A defendant moving for summary judgment must show either "that one or more elements of the cause of action . . . cannot be established[ ] or that there is a complete defense to the cause of action." (Code Civ. Proc., § 437c, subd. (p)(2).) The defendant need not "conclusively negate" any element of a cause of action, but must "present evidence, and not simply point out that the plaintiff does not possess, and cannot reasonably obtain, needed evidence." (Aguilar v. Atlantic Richfield Co. (2001) 25 Cal.4th 826, 853-854, footnote omitted.) Declarations filed in support of a motion for summary judgment "shall be made by a person on personal knowledge, shall set forth admissible evidence, and shall show affirmatively that the affiant is competent to testify to the matters stated ...." (Code Civ. Proc., § 437c, subd. (d).) Though the standard of review for evidentiary rulings in connection with summary judgment has not been definitively settled (Reid v. Google, Inc. (2010) 50 Cal.4th 512, 535), the weight of appellate authority favors review for abuse of discretion (LAOSC Asbestos Cases (2023) 87 Cal.App.5th 939, 946; Serri v. Santa Clara University (2014) 226 Cal.App.4th 830, 852) and that is the standard plaintiff agrees we should apply.

2. Duty of care in the context of premises liability

"The elements of a negligence claim and a premises liability claim are the same: a legal duty of care, breach of that duty, and proximate cause resulting in injury. [Citations.] Premises liability '"is grounded in the possession of the premises and the attendant right to control and manage the premises"'; accordingly, '"mere possession with its attendant right to control conditions on the premises is a sufficient basis for the imposition of an affirmative duty to act."' [Citations.] But the duty arising from possession and control of property is adherence to the same standard of care that applies in negligence cases. [Citations.]" (Kesner v. Superior Court (2016) 1 Cal.5th 1132, 1158.)

Exceptions to Civil Code section 1714's general duty of care must be "'clearly supported by public policy.'" (Hoffmann v. Young (2022) 13 Cal.5th 1257, 1267, quoting Rowland v. Christian (1968) 69 Cal.2d 108, 112; accord Kesner, supra, 1 Cal.5th at 1143 ["The conclusion that a defendant did not have a duty constitutes a determination by the court that public policy concerns outweigh, for a particular category of cases, the broad principle enacted by the Legislature that one's failure to exercise ordinary care incurs liability for all the harms that result"].) Because a duty analysis is driven primarily by policy considerations, it must "occur[ ] at a higher level of generality" than analysis of other elements of a negligence claim. (Kesner, supra, at 1144; accord, Kuciemba v. Victory Woodworks, Inc. (2023) 14 Cal.5th 993, 1021.)

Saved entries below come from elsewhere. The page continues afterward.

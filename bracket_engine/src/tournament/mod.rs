//! Tournament module: in-memory bracket registry.
//!
//! The bracket engine itself holds no locks. This module keeps one bracket per
//! tournament and enforces a single writer per tournament:
//! - Bracket generation (full replacement on regeneration)
//! - Result reporting, serialized with generation
//! - Snapshot reads that never block on other tournaments
//!
//! ## Example
//!
//! ```
//! use bracket_engine::bracket::{BracketConfig, Entrant, MatchId, MatchReport};
//! use bracket_engine::tournament::TournamentManager;
//!
//! #[tokio::main]
//! async fn main() -> Result<(), Box<dyn std::error::Error>> {
//!     let manager = TournamentManager::new(BracketConfig::default());
//!
//!     manager
//!         .generate_bracket(1, vec![Entrant::new("a", "Ann"), Entrant::new("b", "Ben")])
//!         .await?;
//!     let bracket = manager
//!         .report_result(1, MatchReport::new(MatchId::winners(1, 1), "a", "b"))
//!         .await?;
//!     assert!(bracket.grand_finals().unwrap().is_playable());
//!
//!     Ok(())
//! }
//! ```

pub mod manager;
pub mod models;

pub use manager::{TournamentError, TournamentManager, TournamentResult};
pub use models::{TournamentId, TournamentInfo, TournamentState};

Although, as a general matter, there is no duty to protect a would-be plaintiff from injuries caused by a third party, such a duty has been found to exist when "there exists a special relationship between the parties or some other set of circumstances giving rise to an affirmative duty to protect." (Brown v. USA Taekwondo (2021) 11 Cal.5th 204, 209.) Here, defendants do not dispute that a special relationship exists between "business proprietors such as shopping centers . . . and their . . . patrons[ ] or invitees" (Delgado v. Trax Bar &Grill (2005) 36 Cal.4th 224, 235) such that the general no-duty-to-protect rule does not apply.

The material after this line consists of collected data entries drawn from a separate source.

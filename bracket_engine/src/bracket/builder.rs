//! Bracket construction: winners, losers and grand finals wiring.
//!
//! For a bracket of size `2^R`:
//! - the winners bracket has `R` rounds and `2^R - 1` matches
//! - the losers bracket has `2(R - 1)` rounds and `2^R - 2` matches
//! - grand finals starts as a single match
//!
//! Winners round 1 losers pair up in losers round 1. Losers of winners round
//! `k >= 2` drop into losers round `2(k - 1)`, where each one meets a
//! losers-bracket survivor; the odd losers rounds after that halve the field.

use super::config::BracketConfig;
use super::errors::{BracketError, BracketResult};
use super::models::{Bracket, Competitor, Match, MatchId, Slot, SlotSource};
use super::seeding::{bracket_size, first_round_pairings};
use crate::tournament::TournamentId;
use std::collections::{BTreeMap, HashSet};

/// Build a bracket with the default configuration
pub fn build_bracket(
    tournament_id: TournamentId,
    competitors: &[Competitor],
) -> BracketResult<Bracket> {
    build_bracket_with_config(tournament_id, competitors, BracketConfig::default())
}

/// Build the complete match graph for seeded competitors
///
/// The result is fully wired and already has every bye resolved. Identical
/// input always yields an identical bracket.
///
/// # Errors
///
/// * `InsufficientCompetitors` - fewer than two competitors
/// * `InvalidSeeding` - seeds are not exactly `1..=N`
/// * `DuplicateCompetitor` - the same id appears twice
pub fn build_bracket_with_config(
    tournament_id: TournamentId,
    competitors: &[Competitor],
    config: BracketConfig,
) -> BracketResult<Bracket> {
    let competitors = validated(competitors)?;
    let count = competitors.len();
    let size = bracket_size(count) as u32;
    let winners_rounds = size.trailing_zeros();
    let losers_rounds = 2 * (winners_rounds - 1);

    let layout = Layout {
        size,
        winners_rounds,
        losers_rounds,
    };

    let mut matches = BTreeMap::new();
    layout.add_winners(&mut matches, &competitors);
    layout.add_losers(&mut matches);
    layout.add_grand_finals(&mut matches);

    let mut bracket = Bracket {
        tournament_id,
        config,
        competitors,
        bracket_size: size,
        winners_rounds,
        losers_rounds,
        matches,
    };

    let first_round: Vec<MatchId> = (1..=size / 2).map(|p| MatchId::winners(1, p)).collect();
    bracket.settle_all(first_round)?;

    log::info!(
        "Built bracket for tournament {}: {} competitors, size {}, {} matches",
        tournament_id,
        count,
        size,
        bracket.match_count()
    );

    Ok(bracket)
}

/// Sort by seed and check the seeding is complete and unique
fn validated(competitors: &[Competitor]) -> BracketResult<Vec<Competitor>> {
    if competitors.len() < 2 {
        return Err(BracketError::InsufficientCompetitors {
            count: competitors.len(),
        });
    }

    let mut seeded = competitors.to_vec();
    seeded.sort_by_key(|c| c.seed);

    for (expected, competitor) in (1u32..).zip(&seeded) {
        if competitor.seed != expected {
            return Err(BracketError::InvalidSeeding(format!(
                "expected seed {} but found {} ({})",
                expected, competitor.seed, competitor.id
            )));
        }
    }

    let mut ids = HashSet::with_capacity(seeded.len());
    for competitor in &seeded {
        if !ids.insert(&competitor.id) {
            return Err(BracketError::DuplicateCompetitor(competitor.id.clone()));
        }
    }

    Ok(seeded)
}

struct Layout {
    size: u32,
    winners_rounds: u32,
    losers_rounds: u32,
}

impl Layout {
    fn winners_matches(&self, round: u32) -> u32 {
        self.size >> round
    }

    fn losers_matches(&self, round: u32) -> u32 {
        self.size >> (1 + round.div_ceil(2))
    }

    /// Losers-bracket position a winners-round loser drops into
    ///
    /// Even winners rounds fill in reverse so a dropped player does not meet
    /// someone from their own corner of the bracket straight away.
    fn drop_position(&self, winners_round: u32, position: u32) -> u32 {
        if winners_round % 2 == 0 {
            self.winners_matches(winners_round) + 1 - position
        } else {
            position
        }
    }

    fn loser_destination(&self, round: u32, position: u32) -> MatchId {
        if self.losers_rounds == 0 {
            MatchId::grand_finals(1)
        } else if round == 1 {
            MatchId::losers(1, position.div_ceil(2))
        } else {
            MatchId::losers(2 * (round - 1), self.drop_position(round, position))
        }
    }

    fn add_winners(&self, matches: &mut BTreeMap<MatchId, Match>, competitors: &[Competitor]) {
        let entrant = |seed: u32| match competitors.get(seed as usize - 1) {
            Some(c) => Slot::Competitor(c.id.clone()),
            None => Slot::Empty,
        };
        let pairings = first_round_pairings(competitors.len());

        for round in 1..=self.winners_rounds {
            for position in 1..=self.winners_matches(round) {
                let mut m = Match::new(MatchId::winners(round, position));

                if round == 1 {
                    let (seed1, seed2) = pairings[position as usize - 1];
                    m.slot1 = entrant(seed1);
                    m.slot2 = entrant(seed2);
                } else {
                    wire(
                        &mut m,
                        SlotSource::winner_of(MatchId::winners(round - 1, 2 * position - 1)),
                        SlotSource::winner_of(MatchId::winners(round - 1, 2 * position)),
                    );
                }

                m.next_match_id = Some(if round == self.winners_rounds {
                    MatchId::grand_finals(1)
                } else {
                    MatchId::winners(round + 1, position.div_ceil(2))
                });
                m.next_loser_match_id = Some(self.loser_destination(round, position));

                matches.insert(m.id, m);
            }
        }
    }

    fn add_losers(&self, matches: &mut BTreeMap<MatchId, Match>) {
        for round in 1..=self.losers_rounds {
            let count = self.losers_matches(round);

            for position in 1..=count {
                let mut m = Match::new(MatchId::losers(round, position));

                let (first, second) = if round == 1 {
                    (
                        SlotSource::loser_of(MatchId::winners(1, 2 * position - 1)),
                        SlotSource::loser_of(MatchId::winners(1, 2 * position)),
                    )
                } else if round % 2 == 0 {
                    let dropping_round = round / 2 + 1;
                    // drop_position is its own inverse
                    let dropping = self.drop_position(dropping_round, position);
                    (
                        SlotSource::loser_of(MatchId::winners(dropping_round, dropping)),
                        SlotSource::winner_of(MatchId::losers(round - 1, position)),
                    )
                } else {
                    (
                        SlotSource::winner_of(MatchId::losers(round - 1, 2 * position - 1)),
                        SlotSource::winner_of(MatchId::losers(round - 1, 2 * position)),
                    )
                };
                wire(&mut m, first, second);

                m.next_match_id = Some(if round == self.losers_rounds {
                    MatchId::grand_finals(1)
                } else if round % 2 == 1 {
                    MatchId::losers(round + 1, position)
                } else {
                    MatchId::losers(round + 1, position.div_ceil(2))
                });

                matches.insert(m.id, m);
            }
        }
    }

    fn add_grand_finals(&self, matches: &mut BTreeMap<MatchId, Match>) {
        let mut m = Match::new(MatchId::grand_finals(1));
        let losers_champion = if self.losers_rounds == 0 {
            SlotSource::loser_of(MatchId::winners(1, 1))
        } else {
            SlotSource::winner_of(MatchId::losers(self.losers_rounds, 1))
        };
        wire(
            &mut m,
            SlotSource::winner_of(MatchId::winners(self.winners_rounds, 1)),
            losers_champion,
        );
        matches.insert(m.id, m);
    }
}

fn wire(m: &mut Match, first: SlotSource, second: SlotSource) {
    m.previous_match1_id = Some(first.match_id);
    m.previous_match2_id = Some(second.match_id);
    m.slot1 = Slot::Pending(first);
    m.slot2 = Slot::Pending(second);
}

But "even when a special relationship [does] give[ ] rise to an affirmative duty to protect, a court must still consider whether the policy considerations set out in Rowland warrant a departure from that duty in the relevant category of cases." (Brown, supra, 11 Cal.5th at 222.) These considerations include "the foreseeability of harm to the plaintiff, the degree of certainty that the plaintiff suffered injury, the closeness of the connection between the defendant's conduct and the injury suffered, the moral blame attached to the defendant's conduct, the policy of preventing future harm, the extent of the burden to the defendant and consequences to the community of imposing a duty to exercise care with resulting liability for breach, and the availability, cost, and prevalence of insurance for the risk involved. [Citations.]" (Rowland, supra, 69 Cal.2d at 113.)

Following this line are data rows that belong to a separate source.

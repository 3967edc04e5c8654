//! Bracket data models: competitors, match ids, slots and the match arena.

use super::config::BracketConfig;
use super::errors::{BracketError, BracketResult};
use crate::tournament::TournamentId;
use serde::{Deserialize, Serialize};
use std::collections::BTreeMap;
use std::fmt;
use std::str::FromStr;

/// Opaque competitor identifier supplied by the caller
#[derive(Debug, Clone, PartialEq, Eq, PartialOrd, Ord, Hash, Serialize, Deserialize)]
#[serde(transparent)]
pub struct CompetitorId(pub String);

impl CompetitorId {
    pub fn new(id: impl Into<String>) -> Self {
        Self(id.into())
    }

    pub fn as_str(&self) -> &str {
        &self.0
    }
}

impl fmt::Display for CompetitorId {
    fn fmt(&self, f: &mut fmt::Formatter<'_>) -> fmt::Result {
        f.write_str(&self.0)
    }
}

impl From<&str> for CompetitorId {
    fn from(id: &str) -> Self {
        Self(id.to_string())
    }
}

impl From<String> for CompetitorId {
    fn from(id: String) -> Self {
        Self(id)
    }
}

/// Registration entry, already ranked best-first by the caller
#[derive(Debug, Clone, PartialEq, Eq, Serialize, Deserialize)]
pub struct Entrant {
    /// Competitor ID
    pub id: CompetitorId,
    /// Display name
    pub name: String,
}

impl Entrant {
    pub fn new(id: impl Into<String>, name: impl Into<String>) -> Self {
        Self {
            id: CompetitorId::new(id),
            name: name.into(),
        }
    }
}

/// Seeded competitor, immutable once the bracket is generated
#[derive(Debug, Clone, PartialEq, Eq, Serialize, Deserialize)]
pub struct Competitor {
    /// Competitor ID
    pub id: CompetitorId,
    /// Display name
    pub name: String,
    /// Seed (1 = best)
    pub seed: u32,
}

/// Bracket side
#[derive(Debug, Clone, Copy, PartialEq, Eq, PartialOrd, Ord, Hash, Serialize, Deserialize)]
#[serde(rename_all = "SCREAMING_SNAKE_CASE")]
pub enum BracketSide {
    Winners,
    Losers,
    GrandFinals,
}

impl fmt::Display for BracketSide {
    fn fmt(&self, f: &mut fmt::Formatter<'_>) -> fmt::Result {
        match self {
            BracketSide::Winners => write!(f, "winners"),
            BracketSide::Losers => write!(f, "losers"),
            BracketSide::GrandFinals => write!(f, "grand finals"),
        }
    }
}

/// Stable match identifier
///
/// Renders as `W{round}-{position}`, `L{round}-{position}` or `GF{round}`
/// and orders by side, then round, then position.
#[derive(Debug, Clone, Copy, PartialEq, Eq, PartialOrd, Ord, Hash, Serialize, Deserialize)]
#[serde(try_from = "String", into = "String")]
pub struct MatchId {
    pub side: BracketSide,
    pub round: u32,
    pub position: u32,
}

impl MatchId {
    pub fn winners(round: u32, position: u32) -> Self {
        Self {
            side: BracketSide::Winners,
            round,
            position,
        }
    }

    pub fn losers(round: u32, position: u32) -> Self {
        Self {
            side: BracketSide::Losers,
            round,
            position,
        }
    }

    /// Grand finals match; round 2 is the bracket reset
    pub fn grand_finals(round: u32) -> Self {
        Self {
            side: BracketSide::GrandFinals,
            round,
            position: 1,
        }
    }
}

impl fmt::Display for MatchId {
    fn fmt(&self, f: &mut fmt::Formatter<'_>) -> fmt::Result {
        match self.side {
            BracketSide::Winners => write!(f, "W{}-{}", self.round, self.position),
            BracketSide::Losers => write!(f, "L{}-{}", self.round, self.position),
            BracketSide::GrandFinals => write!(f, "GF{}", self.round),
        }
    }
}

impl FromStr for MatchId {
    type Err = BracketError;

    fn from_str(s: &str) -> Result<Self, Self::Err> {
        let invalid = || BracketError::InvalidMatchId(s.to_string());
        let number = |part: &str| match part.parse::<u32>() {
            Ok(n) if n > 0 && part.bytes().all(|b| b.is_ascii_digit()) => Ok(n),
            _ => Err(invalid()),
        };

        if let Some(round) = s.strip_prefix("GF") {
            return Ok(Self::grand_finals(number(round)?));
        }

        let (side, rest) = if let Some(rest) = s.strip_prefix('W') {
            (BracketSide::Winners, rest)
        } else if let Some(rest) = s.strip_prefix('L') {
            (BracketSide::Losers, rest)
        } else {
            return Err(invalid());
        };

        let (round, position) = rest.split_once('-').ok_or_else(invalid)?;
        Ok(Self {
            side,
            round: number(round)?,
            position: number(position)?,
        })
    }
}

impl TryFrom<String> for MatchId {
    type Error = BracketError;

    fn try_from(value: String) -> Result<Self, Self::Error> {
        value.parse()
    }
}

impl From<MatchId> for String {
    fn from(id: MatchId) -> Self {
        id.to_string()
    }
}

/// Match status; in-game states belong to the caller
#[derive(Debug, Clone, Copy, PartialEq, Eq, Serialize, Deserialize)]
#[serde(rename_all = "SCREAMING_SNAKE_CASE")]
pub enum MatchStatus {
    Pending,
    Completed,
}

/// Which result of a match feeds a slot
#[derive(Debug, Clone, Copy, PartialEq, Eq, Serialize, Deserialize)]
#[serde(rename_all = "lowercase")]
pub enum Outcome {
    Winner,
    Loser,
}

/// Reference to a match result that has not arrived yet
#[derive(Debug, Clone, Copy, PartialEq, Eq, Serialize, Deserialize)]
pub struct SlotSource {
    pub match_id: MatchId,
    pub outcome: Outcome,
}

impl SlotSource {
    pub fn winner_of(match_id: MatchId) -> Self {
        Self {
            match_id,
            outcome: Outcome::Winner,
        }
    }

    pub fn loser_of(match_id: MatchId) -> Self {
        Self {
            match_id,
            outcome: Outcome::Loser,
        }
    }
}

/// Contents of one side of a match
#[derive(Debug, Clone, PartialEq, Eq, Serialize, Deserialize)]
#[serde(tag = "kind", content = "value", rename_all = "lowercase")]
pub enum Slot {
    /// Resolved occupant
    Competitor(CompetitorId),
    /// Waiting on another match's winner or loser
    Pending(SlotSource),
    /// Nobody will ever arrive here (bye)
    Empty,
}

impl Slot {
    pub fn competitor(&self) -> Option<&CompetitorId> {
        match self {
            Slot::Competitor(id) => Some(id),
            _ => None,
        }
    }

    pub fn is_pending(&self) -> bool {
        matches!(self, Slot::Pending(_))
    }

    pub fn is_empty(&self) -> bool {
        matches!(self, Slot::Empty)
    }
}

/// Slot position within a match
#[derive(Debug, Clone, Copy, PartialEq, Eq)]
pub(crate) enum SlotIndex {
    First,
    Second,
}

/// A single match in the bracket graph
#[derive(Debug, Clone, PartialEq, Eq, Serialize, Deserialize)]
pub struct Match {
    pub id: MatchId,
    pub bracket_side: BracketSide,
    pub round_number: u32,
    pub position: u32,
    pub slot1: Slot,
    pub slot2: Slot,
    pub slot1_score: u32,
    pub slot2_score: u32,
    pub winner_id: Option<CompetitorId>,
    pub loser_id: Option<CompetitorId>,
    pub status: MatchStatus,
    /// Receives this match's winner
    pub next_match_id: Option<MatchId>,
    /// Receives this match's loser (winners side only)
    pub next_loser_match_id: Option<MatchId>,
    pub previous_match1_id: Option<MatchId>,
    pub previous_match2_id: Option<MatchId>,
    /// Decided without a game: one or both slots empty
    #[serde(default)]
    pub bye: bool,
    /// Grand finals only: losers-bracket champion won and a reset match exists
    #[serde(default)]
    pub reset_occurred: bool,
}

impl Match {
    /// Create an empty pending match
    pub fn new(id: MatchId) -> Self {
        Self {
            id,
            bracket_side: id.side,
            round_number: id.round,
            position: id.position,
            slot1: Slot::Empty,
            slot2: Slot::Empty,
            slot1_score: 0,
            slot2_score: 0,
            winner_id: None,
            loser_id: None,
            status: MatchStatus::Pending,
            next_match_id: None,
            next_loser_match_id: None,
            previous_match1_id: None,
            previous_match2_id: None,
            bye: false,
            reset_occurred: false,
        }
    }

    /// Both occupants, once neither slot is pending or empty
    pub fn occupants(&self) -> Option<(&CompetitorId, &CompetitorId)> {
        Some((self.slot1.competitor()?, self.slot2.competitor()?))
    }

    /// Both occupants known and no result yet
    pub fn is_playable(&self) -> bool {
        self.status == MatchStatus::Pending && self.occupants().is_some()
    }

    pub fn is_completed(&self) -> bool {
        self.status == MatchStatus::Completed
    }

    /// Completed without anyone in it
    pub fn is_void(&self) -> bool {
        self.is_completed() && self.winner_id.is_none()
    }

    pub fn involves(&self, competitor: &CompetitorId) -> bool {
        self.slot1.competitor() == Some(competitor) || self.slot2.competitor() == Some(competitor)
    }

    pub(crate) fn slot_mut(&mut self, index: SlotIndex) -> &mut Slot {
        match index {
            SlotIndex::First => &mut self.slot1,
            SlotIndex::Second => &mut self.slot2,
        }
    }

    /// Slot fed by `source`'s `outcome`
    ///
    /// Matched on the previous-match back-references. When both slots come
    /// from the same match the winner takes slot 1 and the loser slot 2.
    pub(crate) fn feed_slot(&self, source: MatchId, outcome: Outcome) -> Option<SlotIndex> {
        let first = self.previous_match1_id == Some(source);
        let second = self.previous_match2_id == Some(source);
        match (first, second, outcome) {
            (true, true, Outcome::Winner) | (true, false, _) => Some(SlotIndex::First),
            (true, true, Outcome::Loser) | (false, true, _) => Some(SlotIndex::Second),
            (false, false, _) => None,
        }
    }

    /// Drop any recorded result and return to pending
    pub(crate) fn clear_result(&mut self) {
        self.slot1_score = 0;
        self.slot2_score = 0;
        self.winner_id = None;
        self.loser_id = None;
        self.status = MatchStatus::Pending;
        self.bye = false;
    }
}

/// Full double-elimination bracket for one tournament
///
/// Matches live in a flat arena keyed by [`MatchId`]; every cross-reference
/// between matches is an id lookup.
#[derive(Debug, Clone, PartialEq, Eq, Serialize, Deserialize)]
pub struct Bracket {
    pub tournament_id: TournamentId,
    pub config: BracketConfig,
    /// Competitors ordered by seed
    pub competitors: Vec<Competitor>,
    /// Next power of two at or above the competitor count
    pub bracket_size: u32,
    pub winners_rounds: u32,
    pub losers_rounds: u32,
    pub(crate) matches: BTreeMap<MatchId, Match>,
}

impl Bracket {
    pub fn get_match(&self, id: &MatchId) -> Option<&Match> {
        self.matches.get(id)
    }

    pub(crate) fn match_mut(&mut self, id: MatchId) -> BracketResult<&mut Match> {
        self.matches
            .get_mut(&id)
            .ok_or(BracketError::MatchNotFound(id))
    }

    /// All matches ordered by side, round and position
    pub fn matches(&self) -> impl Iterator<Item = &Match> {
        self.matches.values()
    }

    pub fn match_count(&self) -> usize {
        self.matches.len()
    }

    pub fn matches_on_side(&self, side: BracketSide) -> impl Iterator<Item = &Match> {
        self.matches.values().filter(move |m| m.bracket_side == side)
    }

    /// Matches of one round, ordered by position
    pub fn round(&self, side: BracketSide, round: u32) -> Vec<&Match> {
        self.matches_on_side(side)
            .filter(|m| m.round_number == round)
            .collect()
    }

    /// Matches waiting only on a reported result
    pub fn playable_matches(&self) -> Vec<&Match> {
        self.matches.values().filter(|m| m.is_playable()).collect()
    }

    pub fn competitor(&self, id: &CompetitorId) -> Option<&Competitor> {
        self.competitors.iter().find(|c| &c.id == id)
    }

    pub fn winners_final_id(&self) -> MatchId {
        MatchId::winners(self.winners_rounds, 1)
    }

    /// Final losers-bracket match; absent for two-competitor brackets
    pub fn losers_final_id(&self) -> Option<MatchId> {
        (self.losers_rounds > 0).then(|| MatchId::losers(self.losers_rounds, 1))
    }

    pub fn grand_finals(&self) -> Option<&Match> {
        self.matches.get(&MatchId::grand_finals(1))
    }

    /// Second grand finals match, present only after a bracket reset
    pub fn reset_match(&self) -> Option<&Match> {
        self.matches.get(&MatchId::grand_finals(2))
    }

    /// Tournament winner once the last grand finals match is decided
    pub fn champion(&self) -> Option<&CompetitorId> {
        let decider = self.reset_match().or_else(|| self.grand_finals())?;
        if decider.is_completed() && !decider.reset_occurred {
            decider.winner_id.as_ref()
        } else {
            None
        }
    }

    pub fn is_complete(&self) -> bool {
        self.champion().is_some()
    }

    pub fn to_json(&self) -> BracketResult<String> {
        Ok(serde_json::to_string(self)?)
    }

    pub fn to_json_pretty(&self) -> BracketResult<String> {
        Ok(serde_json::to_string_pretty(self)?)
    }

    pub fn from_json(json: &str) -> BracketResult<Self> {
        Ok(serde_json::from_str(json)?)
    }
}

"The Rowland factors fall into two categories. Three factors-foreseeability, certainty, and the connection between the plaintiff and the defendant-address the foreseeability of the relevant injury, while the other four-moral blame, preventing future harm, burden, and availability of insurance-take into account public policy concerns that might support excluding certain kinds of plaintiffs or injuries from relief." (Kesner, supra, 1 Cal.5th at 1145.) Between these two categories, the foreseeability factors are the "most important . . . in determining whether to create an exception to the general duty to exercise ordinary care ...." (Kuciemba, supra, 14 Cal.5th at 1022.)

B. The Trial Court Did Not Abuse Its Discretion in Admitting Pashanyan's Statement Concerning the Lack of Prior Similar Incidents

As the foregoing discussion of the governing legal framework indicates-and as plaintiff has framed his challenge to the trial court's summary judgment ruling-the duty analysis turns on the admissibility of Pashanyan's statement concerning prior similar incidents. As relevant for our purposes, defendants contend the absence of any similar incident report was sufficient to satisfy its initial burden as a summary judgment movant.

Evidence Code section 1272 provides that "[e]vidence of the absence from the records of a business of a record of an asserted act, condition, or event is not made inadmissible by the hearsay rule when offered to prove the nonoccurrence of the act or event, or the nonexistence of the condition, if: [¶] (a) It was the regular course of that business to make records of all such acts, conditions, or events at or near the time of the act, condition, or event and to preserve them; and [¶] (b) The sources of information and method and time of preparation of the records of that business were such that the absence of a record of an act, condition, or event is a trustworthy indication that the act or event did not occur or the condition did not exist."

Undesignated statutory references that follow are to the Evidence Code.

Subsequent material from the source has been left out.